## Instructions to follow
Report how many lines below contain the word "buffered", and give only that number.

## Saved data entries
########
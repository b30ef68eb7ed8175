//! Axis-aligned bounding boxes

use geo::{LineString, Polygon};
use serde::{Deserialize, Serialize};

use crate::error::{Error, Result};

/// Axis-aligned bounding box `(xmin, ymin, xmax, ymax)`
#[derive(Debug, Clone, Copy, PartialEq, Serialize, Deserialize)]
pub struct BoundingBox {
    pub min_x: f64,
    pub min_y: f64,
    pub max_x: f64,
    pub max_y: f64,
}

impl BoundingBox {
    /// Unchecked constructor
    pub fn new(min_x: f64, min_y: f64, max_x: f64, max_y: f64) -> Self {
        Self { min_x, min_y, max_x, max_y }
    }

    /// Checked constructor: finite and strictly ordered
    pub fn try_new(min_x: f64, min_y: f64, max_x: f64, max_y: f64) -> Result<Self> {
        let bbox = Self::new(min_x, min_y, max_x, max_y);
        bbox.validate()?;
        Ok(bbox)
    }

    /// From a `[xmin, ymin, xmax, ymax]` slice
    pub fn from_slice(values: &[f64]) -> Result<Self> {
        match values {
            [a, b, c, d] => Self::try_new(*a, *b, *c, *d),
            _ => Err(Error::InvalidParameter {
                name: "bbox",
                value: format!("{:?}", values),
                reason: "expected [xmin, ymin, xmax, ymax]".into(),
            }),
        }
    }

    /// Fail on inverted, empty or non-finite boxes
    pub fn validate(&self) -> Result<()> {
        let finite = [self.min_x, self.min_y, self.max_x, self.max_y]
            .iter()
            .all(|v| v.is_finite());
        if !finite || self.min_x >= self.max_x || self.min_y >= self.max_y {
            return Err(Error::InvalidParameter {
                name: "bbox",
                value: format!("{:?}", self.to_array()),
                reason: "expected finite xmin < xmax and ymin < ymax".into(),
            });
        }
        Ok(())
    }

    pub fn to_array(&self) -> [f64; 4] {
        [self.min_x, self.min_y, self.max_x, self.max_y]
    }

    pub fn width(&self) -> f64 {
        self.max_x - self.min_x
    }

    pub fn height(&self) -> f64 {
        self.max_y - self.min_y
    }

    pub fn center(&self) -> (f64, f64) {
        ((self.min_x + self.max_x) / 2.0, (self.min_y + self.max_y) / 2.0)
    }

    pub fn contains_point(&self, x: f64, y: f64) -> bool {
        x >= self.min_x && x <= self.max_x && y >= self.min_y && y <= self.max_y
    }

    pub fn intersects(&self, other: &BoundingBox) -> bool {
        self.min_x <= other.max_x
            && self.max_x >= other.min_x
            && self.min_y <= other.max_y
            && self.max_y >= other.min_y
    }

    /// Smallest box covering both
    pub fn union(&self, other: &BoundingBox) -> BoundingBox {
        BoundingBox::new(
            self.min_x.min(other.min_x),
            self.min_y.min(other.min_y),
            self.max_x.max(other.max_x),
            self.max_y.max(other.max_y),
        )
    }

    /// Grow by `distance` on every side
    pub fn buffered(&self, distance: f64) -> BoundingBox {
        BoundingBox::new(
            self.min_x - distance,
            self.min_y - distance,
            self.max_x + distance,
            self.max_y + distance,
        )
    }

    pub fn to_polygon(&self) -> Polygon<f64> {
        Polygon::new(
            LineString::from(vec![
                (self.min_x, self.min_y),
                (self.max_x, self.min_y),
                (self.max_x, self.max_y),
                (self.min_x, self.max_y),
                (self.min_x, self.min_y),
            ]),
            vec![],
        )
    }
}

impl From<geo::Rect<f64>> for BoundingBox {
    fn from(rect: geo::Rect<f64>) -> Self {
        BoundingBox::new(rect.min().x, rect.min().y, rect.max().x, rect.max().y)
    }
}

#[cfg(test)]
mod tests {
    use super::*;

    #[test]
    fn test_bbox_validation() {
        assert!(BoundingBox::try_new(0.0, -5.0, 3.0, 0.0).is_ok());
        assert!(BoundingBox::try_new(3.0, -5.0, 0.0, 0.0).is_err());
        assert!(BoundingBox::try_new(0.0, 0.0, 0.0, 1.0).is_err());
        assert!(BoundingBox::try_new(0.0, f64::NAN, 1.0, 1.0).is_err());
        assert!(BoundingBox::from_slice(&[0.0, 1.0, 2.0]).is_err());
    }

    #[test]
    fn test_bbox_predicates() {
        let bb = BoundingBox::new(0.0, 0.0, 10.0, 10.0);
        assert!(bb.contains_point(5.0, 5.0));
        assert!(bb.contains_point(10.0, 0.0));
        assert!(!bb.contains_point(15.0, 5.0));
        assert!(bb.intersects(&BoundingBox::new(9.0, 9.0, 12.0, 12.0)));
        assert!(!bb.intersects(&BoundingBox::new(11.0, 11.0, 12.0, 12.0)));
        assert_eq!(bb.buffered(1.0), BoundingBox::new(-1.0, -1.0, 11.0, 11.0));
    }
}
########
## Worked solution
2